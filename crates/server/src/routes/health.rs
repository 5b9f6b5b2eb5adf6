//! Health check endpoint

use axum::{extract::State, Json};
use serde::{Deserialize, Serialize};

use crate::state::AppState;

#[derive(Debug, Serialize, Deserialize)]
pub struct HealthResponse {
    pub status: String,
    pub version: String,
    pub rooms: usize,
    pub connections: usize,
}

/// Health check endpoint
pub async fn health(State(state): State<AppState>) -> Json<HealthResponse> {
    let stats = state.ws_state.get_stats().await;

    Json(HealthResponse {
        status: "healthy".to_string(),
        version: env!("CARGO_PKG_VERSION").to_string(),
        rooms: stats.active_rooms,
        connections: stats.active_connections,
    })
}
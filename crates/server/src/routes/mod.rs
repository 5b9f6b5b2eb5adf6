//! HTTP routes

pub mod health;

use axum::{routing::get, Router};
use tower_http::{cors::CorsLayer, trace::TraceLayer};

use crate::{state::AppState, websocket::ws_handler};

/// Create all routes
pub fn create_router(state: AppState) -> Router {
    // Health check routes (at root level for infrastructure monitoring)
    let health_routes = Router::new().route("/health", get(health::health));

    // WebSocket upgrade (room and profile come from the query string)
    let websocket_routes = Router::new().route("/", get(ws_handler));

    Router::new()
        .merge(health_routes)
        .merge(websocket_routes)
        .layer(CorsLayer::permissive())
        .layer(TraceLayer::new_for_http())
        .with_state(state)
}
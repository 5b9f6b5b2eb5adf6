//! Common types used across SyncBoard

use std::fmt;

use rand::Rng;
use serde::{Deserialize, Serialize};
use serde_json::{Map, Value};
use time::OffsetDateTime;

// =============================================================================
// ID Wrappers
// =============================================================================

/// User ID wrapper (`user_<n>`, unique within the process)
#[derive(Debug, Clone, PartialEq, Eq, Hash, PartialOrd, Ord, Serialize, Deserialize)]
#[serde(transparent)]
pub struct UserId(pub String);

impl UserId {
    pub fn from_sequence(n: u64) -> Self {
        Self(format!("user_{n}"))
    }

    pub fn as_str(&self) -> &str {
        &self.0
    }
}

impl fmt::Display for UserId {
    fn fmt(&self, f: &mut fmt::Formatter<'_>) -> fmt::Result {
        f.write_str(&self.0)
    }
}

impl From<&str> for UserId {
    fn from(id: &str) -> Self {
        Self(id.to_string())
    }
}

/// Board object ID wrapper
#[derive(Debug, Clone, PartialEq, Eq, Hash, PartialOrd, Ord, Serialize, Deserialize)]
#[serde(transparent)]
pub struct ObjectId(pub String);

impl ObjectId {
    /// Generate a fresh id embedding `millis` and a random suffix
    pub fn generate_at(millis: i64) -> Self {
        const ALPHABET: &[u8] = b"0123456789abcdefghijklmnopqrstuvwxyz";
        let mut rng = rand::thread_rng();
        let suffix: String = (0..9)
            .map(|_| ALPHABET[rng.gen_range(0..ALPHABET.len())] as char)
            .collect();
        Self(format!("obj_{millis}_{suffix}"))
    }

    pub fn as_str(&self) -> &str {
        &self.0
    }
}

impl fmt::Display for ObjectId {
    fn fmt(&self, f: &mut fmt::Formatter<'_>) -> fmt::Result {
        f.write_str(&self.0)
    }
}

impl From<&str> for ObjectId {
    fn from(id: &str) -> Self {
        Self(id.to_string())
    }
}

// =============================================================================
// Time
// =============================================================================

/// Milliseconds since the Unix epoch, the server's only clock
pub fn now_millis() -> i64 {
    (OffsetDateTime::now_utc().unix_timestamp_nanos() / 1_000_000) as i64
}

// =============================================================================
// Users
// =============================================================================

/// Role assigned at join time, fixed for the session
#[derive(Debug, Clone, Copy, Default, PartialEq, Eq, Hash, Serialize, Deserialize)]
#[serde(rename_all = "lowercase")]
pub enum Role {
    #[default]
    Editor,
    Viewer,
}

impl Role {
    /// Parse the `userRole` join parameter. Anything other than `viewer`
    /// (including a missing value) joins as an editor.
    pub fn from_param(param: Option<&str>) -> Self {
        match param.map(str::trim) {
            Some(value) if value.eq_ignore_ascii_case("viewer") => Role::Viewer,
            _ => Role::Editor,
        }
    }

    pub fn can_edit(&self) -> bool {
        matches!(self, Role::Editor)
    }

    pub fn as_str(&self) -> &'static str {
        match self {
            Role::Editor => "editor",
            Role::Viewer => "viewer",
        }
    }
}

/// Public view of a room member, as carried in `USER_JOINED` and `INITIAL_STATE`
#[derive(Debug, Clone, PartialEq, Serialize, Deserialize)]
pub struct UserSummary {
    pub id: UserId,
    pub name: String,
    pub color: String,
    pub role: Role,
}

/// Cursor colours handed out when a client doesn't pick one
pub const COLOR_PALETTE: [&str; 12] = [
    "#FF6B6B", "#4ECDC4", "#45B7D1", "#FFA07A", "#98D8C8", "#F7B731", "#5F27CD", "#00D2D3",
    "#FF6348", "#1DD1A1", "#EE5A6F", "#C44569",
];

pub fn random_color() -> String {
    let idx = rand::thread_rng().gen_range(0..COLOR_PALETTE.len());
    COLOR_PALETTE[idx].to_string()
}

// =============================================================================
// Board Objects
// =============================================================================

#[derive(Debug, Clone, Copy, PartialEq, Eq, Hash, Serialize, Deserialize)]
#[serde(rename_all = "SCREAMING_SNAKE_CASE")]
pub enum ObjectType {
    StickyNote,
    Drawing,
    Shape,
}

/// Type-specific payload. Notes carry text and geometry, drawings a point
/// sequence, shapes their parameters; updates shallow-merge into it.
pub type ObjectData = Map<String, Value>;

#[derive(Debug, Clone, PartialEq, Serialize, Deserialize)]
#[serde(rename_all = "camelCase")]
pub struct BoardObject {
    pub id: ObjectId,
    #[serde(rename = "type")]
    pub object_type: ObjectType,
    pub data: ObjectData,
    pub created_at: i64,
    pub created_by: UserId,
    pub last_modified: i64,
    pub last_modified_by: UserId,
}

impl BoardObject {
    pub fn new(
        id: ObjectId,
        object_type: ObjectType,
        data: ObjectData,
        created_by: UserId,
        now: i64,
    ) -> Self {
        Self {
            id,
            object_type,
            data,
            created_at: now,
            created_by: created_by.clone(),
            last_modified: now,
            last_modified_by: created_by,
        }
    }

    /// Shallow-merge `delta` into the payload; top-level keys are replaced
    pub fn merge_data(&mut self, delta: &ObjectData) {
        for (key, value) in delta {
            self.data.insert(key.clone(), value.clone());
        }
    }

    /// Position stored in the payload, if both coordinates are numeric
    pub fn position(&self) -> Option<(f64, f64)> {
        let x = self.data.get("x")?.as_f64()?;
        let y = self.data.get("y")?.as_f64()?;
        Some((x, y))
    }

    pub fn set_position(&mut self, x: f64, y: f64) {
        self.data.insert("x".to_string(), Value::from(x));
        self.data.insert("y".to_string(), Value::from(y));
    }
}

// =============================================================================
// Presence
// =============================================================================

/// Last known cursor location of a user; no history is kept
#[derive(Debug, Clone, PartialEq, Serialize, Deserialize)]
#[serde(rename_all = "camelCase")]
pub struct CursorState {
    pub user_id: UserId,
    pub x: f64,
    pub y: f64,
    pub timestamp: i64,
}

#[cfg(test)]
mod tests {
    use super::*;
    use serde_json::json;

    #[test]
    fn test_generated_object_ids_are_distinct() {
        let a = ObjectId::generate_at(1_700_000_000_000);
        let b = ObjectId::generate_at(1_700_000_000_000);
        assert!(a.as_str().starts_with("obj_1700000000000_"));
        assert_eq!(a.as_str().len(), "obj_1700000000000_".len() + 9);
        assert_ne!(a, b);
    }

    #[test]
    fn test_role_from_param() {
        assert_eq!(Role::from_param(None), Role::Editor);
        assert_eq!(Role::from_param(Some("editor")), Role::Editor);
        assert_eq!(Role::from_param(Some("Viewer")), Role::Viewer);
        assert_eq!(Role::from_param(Some("admin")), Role::Editor);
        assert!(!Role::Viewer.can_edit());
    }

    #[test]
    fn test_random_color_comes_from_palette() {
        for _ in 0..50 {
            let color = random_color();
            assert!(COLOR_PALETTE.contains(&color.as_str()));
        }
    }

    #[test]
    fn test_board_object_serialization() {
        let data = json!({"x": 0, "y": 0, "text": "hi"});
        let object = BoardObject::new(
            ObjectId::from("obj_1"),
            ObjectType::StickyNote,
            data.as_object().cloned().unwrap_or_default(),
            UserId::from("user_1"),
            42,
        );
        let value = serde_json::to_value(&object).unwrap();
        assert_eq!(value["type"], "STICKY_NOTE");
        assert_eq!(value["createdBy"], "user_1");
        assert_eq!(value["lastModified"], 42);
        assert_eq!(value["data"]["text"], "hi");
    }

    #[test]
    fn test_merge_data_is_shallow() {
        let mut object = BoardObject::new(
            ObjectId::from("obj_1"),
            ObjectType::Shape,
            json!({"x": 1, "style": {"fill": "red", "stroke": "blue"}})
                .as_object()
                .cloned()
                .unwrap_or_default(),
            UserId::from("user_1"),
            1,
        );
        let delta = json!({"style": {"fill": "green"}});
        object.merge_data(delta.as_object().unwrap());

        assert_eq!(object.data["x"], 1);
        assert_eq!(object.data["style"], json!({"fill": "green"}));
    }

    #[test]
    fn test_position_roundtrip() {
        let mut object = BoardObject::new(
            ObjectId::from("obj_1"),
            ObjectType::StickyNote,
            ObjectData::new(),
            UserId::from("user_1"),
            1,
        );
        assert_eq!(object.position(), None);
        object.set_position(200.0, 150.5);
        assert_eq!(object.position(), Some((200.0, 150.5)));
    }
}
//! SyncBoard Shared Types and Utilities
//!
//! Board data model, id generation and the error taxonomy shared by the
//! SyncBoard server crates.

pub mod error;
pub mod types;

pub use error::*;
pub use types::*;
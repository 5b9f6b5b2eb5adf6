//! WebSocket connection handle
//!
//! The opaque handle the room store holds for each member. Frames are queued
//! on an unbounded channel and written by the connection's writer task.

use tokio::sync::mpsc;
use uuid::Uuid;

use super::events::ServerMessage;

/// Work item for a connection's writer task
#[derive(Debug, Clone, PartialEq)]
pub enum Outbound {
    Message(ServerMessage),
    /// Liveness probe
    Ping,
    /// Send a close frame and stop writing
    Close,
}

/// Represents an active WebSocket connection
#[derive(Debug)]
pub struct Connection {
    /// Unique session ID for this connection
    pub session_id: Uuid,

    /// Channel to the writer task
    sender: mpsc::UnboundedSender<Outbound>,
}

impl Connection {
    /// Create a new connection
    pub fn new(sender: mpsc::UnboundedSender<Outbound>) -> Self {
        Self {
            session_id: Uuid::new_v4(),
            sender,
        }
    }

    /// Queue a message for this connection
    ///
    /// Returns Err if the writer has gone away
    #[allow(clippy::result_large_err)] // Error type is from tokio mpsc, containing the failed frame
    pub fn send(&self, message: ServerMessage) -> Result<(), mpsc::error::SendError<Outbound>> {
        self.sender.send(Outbound::Message(message))
    }

    pub fn ping(&self) -> bool {
        self.sender.send(Outbound::Ping).is_ok()
    }

    pub fn close(&self) {
        let _ = self.sender.send(Outbound::Close);
    }

    /// False once the writer half has been dropped
    pub fn is_writable(&self) -> bool {
        !self.sender.is_closed()
    }
}
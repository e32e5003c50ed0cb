//! Clocks and repository doubles shared by task unit tests.

use async_trait::async_trait;
use chrono::{DateTime, Local, TimeDelta, TimeZone, Utc};
use mockable::Clock;
use std::sync::Mutex;

use crate::task::{
    domain::{Task, TaskId},
    ports::{TaskRepository, TaskRepositoryError, TaskRepositoryResult},
};

/// Clock that advances by a fixed step every time it is read.
#[derive(Debug)]
pub struct StepClock {
    next: Mutex<DateTime<Utc>>,
    step: TimeDelta,
}

impl StepClock {
    pub fn starting_at(start: DateTime<Utc>, step: TimeDelta) -> Self {
        Self {
            next: Mutex::new(start),
            step,
        }
    }

    /// A clock that never advances.
    pub fn frozen(at: DateTime<Utc>) -> Self {
        Self::starting_at(at, TimeDelta::zero())
    }
}

impl Default for StepClock {
    fn default() -> Self {
        Self::starting_at(epoch(), TimeDelta::seconds(1))
    }
}

impl Clock for StepClock {
    fn local(&self) -> DateTime<Local> {
        self.utc().with_timezone(&Local)
    }

    fn utc(&self) -> DateTime<Utc> {
        let mut next = self
            .next
            .lock()
            .unwrap_or_else(std::sync::PoisonError::into_inner);
        let current = *next;
        *next = current + self.step;
        current
    }
}

/// Fixed reference instant used by test clocks.
pub fn epoch() -> DateTime<Utc> {
    Utc.with_ymd_and_hms(2026, 1, 15, 9, 30, 0)
        .single()
        .expect("valid reference timestamp")
}

/// Repository whose record disappears between lookup and update.
pub struct VanishingRepository {
    pub task: Task,
}

#[async_trait]
impl TaskRepository for VanishingRepository {
    async fn save(&self, task: &Task) -> TaskRepositoryResult<Task> {
        Ok(task.clone())
    }

    async fn find_all(&self) -> TaskRepositoryResult<Vec<Task>> {
        Ok(vec![self.task.clone()])
    }

    async fn find_by_id(&self, id: TaskId) -> TaskRepositoryResult<Option<Task>> {
        Ok((id == self.task.id()).then(|| self.task.clone()))
    }

    async fn update(&self, task: &Task) -> TaskRepositoryResult<Task> {
        Err(TaskRepositoryError::NotFound(task.id()))
    }

    async fn delete(&self, _id: TaskId) -> TaskRepositoryResult<bool> {
        Ok(false)
    }

    async fn exists(&self, id: TaskId) -> TaskRepositoryResult<bool> {
        Ok(id == self.task.id())
    }
}

/// Repository that fails every call with a persistence error.
pub struct FailingRepository;

fn unavailable() -> TaskRepositoryError {
    TaskRepositoryError::persistence(std::io::Error::other("store unavailable"))
}

#[async_trait]
impl TaskRepository for FailingRepository {
    async fn save(&self, _task: &Task) -> TaskRepositoryResult<Task> {
        Err(unavailable())
    }

    async fn find_all(&self) -> TaskRepositoryResult<Vec<Task>> {
        Err(unavailable())
    }

    async fn find_by_id(&self, _id: TaskId) -> TaskRepositoryResult<Option<Task>> {
        Err(unavailable())
    }

    async fn update(&self, _task: &Task) -> TaskRepositoryResult<Task> {
        Err(unavailable())
    }

    async fn delete(&self, _id: TaskId) -> TaskRepositoryResult<bool> {
        Err(unavailable())
    }

    async fn exists(&self, _id: TaskId) -> TaskRepositoryResult<bool> {
        Err(unavailable())
    }
}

━━━━━━

▶ **How to complete this task**
Report the count of lines in the entries that contain "AppState". Nothing else should be given.

▶ **Exercise answer**
4